REKLAMA
  1. Rozrywka
  2. Filmy

Nie tak powinien wyglądać krąg życia animacji. Disney był oazą kreatywności, dziś żeruje na nostalgii

Wystarczyło raptem kilka lat, by z potężnej, ale i kreatywnej firmy produkującej filmy i animacje Disney stał się globalną korporacją skupioną na fuzjach, przejęciach oraz wymyślaniu najbardziej odtwórczych sposobów zarabiania pieniędzy. Jednym z nich jest nieszczęsny pomysł tworzenia aktorskich wersji klasycznych animacji studia.

18.07.2019
16:46
dumbo filmy disney
REKLAMA
REKLAMA

Jest takie powiedzenie: „Lepsze jest wrogiem dobrego”. W jakimś sensie pasuje ono do obecnej sytuacji Disneya. Choć też nie do końca, gdyż mamy sytuację odwrotną. Najpierw pojawiły się genialne animacje Disneya, nierzadko będące dziełami sztuki. Po nich przyszło to niby „lepsze”, które tak naprawdę okazało się, w najlepszym przypadku, „dobrym”.

Pomysł na stworzenie nowych, aktorskich adaptacji wszystkich najbardziej popularnych animacji studia Myszki Miki z jednej strony, tej artystycznej, wydaje się bezsensowny.

Z drugiej, tej komercyjnej, jest genialny w swojej prostocie.
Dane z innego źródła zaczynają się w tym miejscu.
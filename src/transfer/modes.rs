//! FTP Transfer modes
//!
//! Data connection modes, representation types and transfer directions.

use std::fmt;

use serde::Deserialize;

use crate::protocol::TypeCode;

/// How the data connection is established
#[derive(Debug, Clone, Copy, Default, PartialEq, Eq, Deserialize)]
#[serde(rename_all = "lowercase")]
pub enum DataMode {
    /// Client listens, server connects back (PORT)
    Active,
    /// Server listens, client connects (PASV)
    #[default]
    Passive,
}

/// Representation type of a transfer
#[derive(Debug, Clone, Copy, PartialEq, Eq)]
pub enum TransferType {
    /// ASCII, with line ending translation
    Text,
    /// Image, bytes passed through unchanged
    Binary,
}

impl TransferType {
    pub fn type_code(self) -> TypeCode {
        match self {
            TransferType::Text => TypeCode::Ascii,
            TransferType::Binary => TypeCode::Image,
        }
    }
}

#[derive(Debug, Clone, Copy, PartialEq, Eq)]
pub enum Direction {
    Get,
    Put,
}

impl fmt::Display for DataMode {
    fn fmt(&self, f: &mut fmt::Formatter<'_>) -> fmt::Result {
        match self {
            DataMode::Active => f.write_str("active"),
            DataMode::Passive => f.write_str("passive"),
        }
    }
}

impl fmt::Display for TransferType {
    fn fmt(&self, f: &mut fmt::Formatter<'_>) -> fmt::Result {
        match self {
            TransferType::Text => f.write_str("text"),
            TransferType::Binary => f.write_str("binary"),
        }
    }
}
W końcu nie trzeba się głowić nad wymyślaniem kolejnych historii oraz postaci z obawą, czy się przyjmą. Zresztą nie oszukujmy się, większość hollywoodzkich (i nie tylko) studiów garściami czepie ze starej prawdy mówiącej o tym, że najbardziej lubimy to, co już znamy.

Wprawdzie inne studia wykazywały chociaż odrobinę kreatywności i tworzyły pozornie „inne” opowieści, bazujące na już znanych nam schematach. Nawet taki „Avatar”, który na dobrą sprawę jest zakamuflowanym remakiem „Pocahontas” wymagał od twórców jakiegoś wysiłku intelektualnego oraz wymyślenia świata przedstawionego.

Disney, będący obecnie pod kierownictwem Boba Igera, nie musi się aż tak wysilać.

Można odnieść wrażenie, że firma w ogóle zaprzestała jakiegokolwiek kreatywnego myślenia i zamieniła się w kogoś na styku księgowego i maklera giełdowego, którego zadaniem jest wykupywać mocne aktywa i zarabiać na ich pomysłach.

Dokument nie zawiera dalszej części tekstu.